But with the real time updates for activists comes a conundrum: if anyone
can utilize the service, wouldn’t that mean that law enforcement could use
it against the demonstrators or to shut down direct actions
preemptively?”The big question in my mind is whether our breaking news
reporting is more useful for us or for the police,” says Breitbart. “The
police were relying on our website for updates on the protests. The group
that probably made most immediate use of the information was the NYPD.”

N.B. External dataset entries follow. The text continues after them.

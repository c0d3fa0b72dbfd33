// SPDX-License-Identifier: MIT

//! The trip-planning workflow nodes
//!
//! Topology: start -> plan -> [attraction_agent, weather_agent, hotel_agent]
//! (parallel) -> collector -> (all tasks done?) -> summarize -> end.
//!
//! The plan and summarize nodes call the text-generation capability; the
//! three specialists call their data tool directly and never touch the LLM.

use async_trait::async_trait;
use serde_json::{json, Value};
use std::collections::HashSet;
use std::sync::Arc;

use crate::error::TripflowError;
use crate::flow::{Node, StateUpdate, WorkflowState};
use crate::model::{ChatMessage, Model};
use crate::tool::ToolAdapter;
use crate::trip::types::TripRequest;

// State field names
pub const MESSAGES: &str = "messages";
pub const REQUEST: &str = "request";
pub const TASK_PLAN: &str = "task_plan";
pub const AGENT_RESULTS: &str = "agent_results";
pub const COMPLETED_TASKS: &str = "completed_tasks";
pub const FINAL_PLAN: &str = "final_plan";
pub const CURRENT_STEP: &str = "current_step";

const SCHEDULER_PROMPT: &str = "\
You are a travel planning coordinator. Your job is to:
1. Analyze the user's travel requirements
2. Produce a task plan naming the information that must be collected
3. Coordinate the specialist agents that carry out each task

Given the requirements, output a clear task plan stating:
- what kind of attractions to search for
- which city's weather to look up
- what kind of hotel to search for

Format:
```
Task plan:
1. Attraction search: [keywords] - [city]
2. Weather lookup: [city]
3. Hotel search: [hotel type] - [city]
```";

const SUMMARIZER_PROMPT: &str = r#"You are an itinerary planning expert. Using the attraction, weather and hotel data provided, produce a detailed trip plan.

**Important: return complete JSON, never truncated. If the content is long, shorten descriptions rather than dropping structure.**

Return the plan strictly in this JSON format:
```json
{
  "city": "city name",
  "start_date": "YYYY-MM-DD",
  "end_date": "YYYY-MM-DD",
  "days": [
    {
      "date": "YYYY-MM-DD",
      "day_index": 0,
      "description": "short day summary (under 20 words)",
      "transportation": "mode of transport",
      "accommodation": "accommodation type",
      "hotel": {
        "name": "hotel name",
        "address": "short address",
        "location": {"longitude": 116.39, "latitude": 39.91},
        "price_range": "300-500",
        "rating": "4.5",
        "type": "hotel type"
      },
      "attractions": [
        {
          "name": "attraction name",
          "address": "short address",
          "location": {"longitude": 116.39, "latitude": 39.91},
          "visit_duration": 120,
          "description": "short description (under 30 words)",
          "category": "category"
        }
      ],
      "meals": [
        {"type": "breakfast", "name": "Breakfast", "description": "short description"},
        {"type": "lunch", "name": "Lunch", "description": "short description"},
        {"type": "dinner", "name": "Dinner", "description": "short description"}
      ]
    }
  ],
  "weather_info": [{"date": "YYYY-MM-DD", "day_weather": "sunny", "night_weather": "cloudy", "day_temp": 25, "night_temp": 15}],
  "overall_suggestions": "short advice (under 50 words)",
  "budget": {"total": 2000}
}
```

**Requirements:**
1. Keep every description short; avoid long text
2. Temperatures must be plain numbers
3. Schedule 2-3 attractions per day
4. The JSON must close completely; every bracket must be paired
5. Do not add comments or extra commentary"#;

/// Deserialize the immutable request snapshot out of the state
pub fn request_from_state(state: &WorkflowState) -> Result<TripRequest, TripflowError> {
    let value = state
        .get(REQUEST)
        .cloned()
        .ok_or_else(|| TripflowError::config("workflow state is missing the request"))?;
    Ok(serde_json::from_value(value)?)
}

fn describe_request(request: &TripRequest) -> String {
    format!(
        "- City: {}\n- Dates: {} to {}\n- Days: {}\n- Transportation: {}\n- Accommodation: {}\n- Preferences: {}",
        request.city,
        request.start_date,
        request.end_date,
        request.travel_days,
        request.transportation,
        request.accommodation,
        if request.preferences.is_empty() {
            "none".to_string()
        } else {
            request.preferences.join(", ")
        }
    )
}

fn messages_to_json(messages: &[ChatMessage]) -> Value {
    serde_json::to_value(messages).unwrap_or_else(|_| json!([]))
}

/// Planning node: asks the model for a short task breakdown
pub struct PlanNode {
    model: Arc<dyn Model>,
}

impl PlanNode {
    pub fn new(model: Arc<dyn Model>) -> Self {
        Self { model }
    }
}

#[async_trait]
impl Node for PlanNode {
    fn name(&self) -> &str {
        "plan"
    }

    async fn run(&self, state: &WorkflowState) -> Result<StateUpdate, TripflowError> {
        let request = request_from_state(state)?;

        let query = format!(
            "Analyze the following travel requirements and produce a task plan:\n\n**Requirements:**\n{}\n\nProduce the task plan.",
            describe_request(&request)
        );

        let mut messages = vec![
            ChatMessage::system(SCHEDULER_PROMPT),
            ChatMessage::user(query),
        ];

        let response = self.model.generate(&messages).await?;
        log::info!("Task plan: {:.120}", response);
        messages.push(ChatMessage::assistant(response.clone()));

        Ok(StateUpdate::new()
            .set(MESSAGES, messages_to_json(&messages))
            .set(TASK_PLAN, json!(response))
            .set(CURRENT_STEP, json!("planning")))
    }
}

/// What a specialist collects and which tool it calls
#[derive(Debug, Clone, Copy, PartialEq, Eq)]
pub enum Specialty {
    Attraction,
    Weather,
    Hotel,
}
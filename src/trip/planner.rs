// SPDX-License-Identifier: MIT

//! The planning entry point
//!
//! Wires the workflow graph, runs it, and recovers the final plan from the
//! summarizer's raw output. `plan_trip` never fails: every internal error,
//! including deadline expiry, resolves to the deterministic fallback plan.

use std::sync::Arc;
use std::time::Duration;

use serde_json::json;

use crate::config::Settings;
use crate::error::TripflowError;
use crate::flow::{Executor, GraphDef, Reducer, StateUpdate, WorkflowState, END, START};
use crate::model::{Model, OpenAiModel};
use crate::tool::ToolAdapter;
use crate::trip::fallback::fallback_plan;
use crate::trip::nodes::{
    collector_router, request_from_state, CollectorNode, PlanNode, Specialty, SpecialistNode,
    SummarizeNode, AGENT_RESULTS, COMPLETED_TASKS, FINAL_PLAN, MESSAGES, REQUEST,
};
use crate::trip::recovery::recover_plan;
use crate::trip::tools::{AttractionSearchTool, HotelSearchTool, WeatherTool};
use crate::trip::types::{TripPlan, TripRequest};

/// Multi-agent trip planner
pub struct TripPlanner {
    model: Arc<dyn Model>,
    tools: ToolAdapter,
    deadline: Option<Duration>,
}

impl TripPlanner {
    pub fn new(model: Arc<dyn Model>, tools: ToolAdapter) -> Self {
        Self {
            model,
            tools,
            deadline: None,
        }
    }

    /// Bound the whole invocation; expiry resolves to the fallback plan
    pub fn with_deadline(mut self, deadline: Duration) -> Self {
        self.deadline = Some(deadline);
        self
    }

    /// Build a planner from process settings: OpenAI-compatible model plus
    /// the three AMap data tools.
    pub async fn from_settings(settings: &Settings) -> Result<Self, TripflowError> {
        let model = OpenAiModel::new(
            settings.llm_api_key.clone(),
            settings.llm_base_url.clone(),
            settings.llm_model.clone(),
        )?;

        let tools = ToolAdapter::new();
        tools
            .register(Arc::new(AttractionSearchTool::new(
                settings.amap_api_key.clone(),
            )))
            .await;
        tools
            .register(Arc::new(WeatherTool::new(settings.amap_api_key.clone())))
            .await;
        tools
            .register(Arc::new(HotelSearchTool::new(
                settings.amap_api_key.clone(),
            )))
            .await;

        let mut planner = Self::new(Arc::new(model), tools);
        planner.deadline = settings.plan_deadline;
        Ok(planner)
    }

    /// Fixed topology: plan fans out to the three specialists, which fan in
    /// at the collector; the collector routes to summarize once every task
    /// token has arrived.
    fn build_graph(&self) -> GraphDef {
        let mut graph = GraphDef::new()
            .add_node(Arc::new(PlanNode::new(self.model.clone())))
            .add_node(Arc::new(CollectorNode))
            .add_node(Arc::new(SummarizeNode::new(self.model.clone())))
            .add_edge(START, "plan")
            .add_conditional_edge("collector", collector_router)
            .add_edge("summarize", END);

        for specialty in Specialty::ALL {
            graph = graph
                .add_node(Arc::new(SpecialistNode::new(specialty, self.tools.clone())))
                .add_edge("plan", specialty.node_name())
                .add_edge(specialty.node_name(), "collector");
        }

        graph
    }

    fn initial_state(request: &TripRequest) -> Result<WorkflowState, TripflowError> {
        let mut state = WorkflowState::with_reducers(&[
            (MESSAGES, Reducer::Append),
            (AGENT_RESULTS, Reducer::Merge),
            (COMPLETED_TASKS, Reducer::Append),
        ]);
        state.apply(StateUpdate::new().set(REQUEST, serde_json::to_value(request)?));
        state.apply(StateUpdate::new().set(MESSAGES, json!([])));
        Ok(state)
    }

    async fn run_workflow(&self, request: &TripRequest) -> Result<TripPlan, TripflowError> {
        let executor = Executor::new(self.build_graph())?;
        let state = executor.run(Self::initial_state(request)?).await?;

        // The final state still carries the request; use the merged copy so
        // backfill sees exactly what the nodes saw
        let request = request_from_state(&state)?;

        let raw = state
            .get_str(FINAL_PLAN)
            .ok_or_else(|| TripflowError::config("workflow produced no final plan"))?;

        Ok(recover_plan(raw, &request)?)
    }

    /// Plan a trip. Never fails: workflow errors, unrecoverable model
    /// output, and deadline expiry all yield the fallback plan.
    pub async fn plan_trip(&self, request: &TripRequest) -> TripPlan {
        log::info!(
            "Planning {}-day trip to {}",
            request.travel_days,
            request.city
        );

        let attempt = async {
            match self.deadline {
                Some(deadline) => tokio::time::timeout(deadline, self.run_workflow(request))
                    .await
                    .unwrap_or_else(|_| {
                        Err(TripflowError::config(format!(
                            "planning exceeded deadline of {:?}",
                            deadline
                        )))
                    }),
                None => self.run_workflow(request).await,
            }
        };

        match attempt.await {
            Ok(plan) => plan,
            Err(e) => {
                log::warn!("Workflow failed, using fallback plan: {}", e);
                fallback_plan(request)
            }
        }
    }
}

Breitbart estimates that Indymedia had as many as 250 journalist/activists
on the streets phoning in updates throughout the protests, far less than the
NYPD. Additionally, the police had a surveillance blimp, helicopters, video
cameras and 200 police officers with helmet cameras capable of live
streaming video back to a central headquarters.
According to The New York Times, the security buildup for the RNC
represented the largest group of police and military forces ever assembled
to provide security at a national political gathering. Just blocks from the
IMC was the Multi-Agency Command Center, or MACC, the security “nerve
center,” out of which some 66 separate city, state and federal agencies
worked during the RNC. Among them, the 37,000-member NYPD, armed with a
security budget of $60 million dollars, which is larger than all but 19 of
the world’s standing armies. “But it’s not clear that they were able to
centralize and compile information as rapidly as could the Indymedia
network,” said Breitbart.
Despite the massive security budget, that’s probably true.The Times reported
that during the weeklong protests, the police were monitoring websites like
nyc.indymedia.org, “discovering this week that, in the course of a protest,
demonstrators were calling in reports to a message service that posted the
dispatches on the Web.” The police say that was especially helpful to the
work of units operating on mopeds, motorcycles and bikes. These “rapid
response” tactics by the police were labeled internally as the “Kelly
Doctrine,” after Police Commissioner Ray Kelly. On Wednesday, an Indymedia
journalist posted the following report: “The Entire Scooter Goon Squad is
wrapped around Fifth and 48th reading INDYMEDIA from an internet phone
booth. Everyone should come by and bring your video cameras.”While the
activists don’t have a counter-intelligence program or a mole in the NYPD,
they do have their own surveillance operation. As the police monitored the
activists, the activists also monitored the police. They had their own
central command of sorts, equipped with a handheld police scanner and a
“trunk scanner” that is capable of listening in on police communications as
they switch among various frequencies. The $1500 hardware was donated to the
activists. ”
Monitoring the police scanners helps give you an overall sense of what’s
happening in the streets,” says one of the activists who operated the
scanners. “It was helpful in corroborating reports we were getting from the
field and determining when and where arrests were about to happen.”Despite
the police use of Indymedia to monitor protest activity, activists say it
was a significant step forward in tactical resistance. “It was historic,”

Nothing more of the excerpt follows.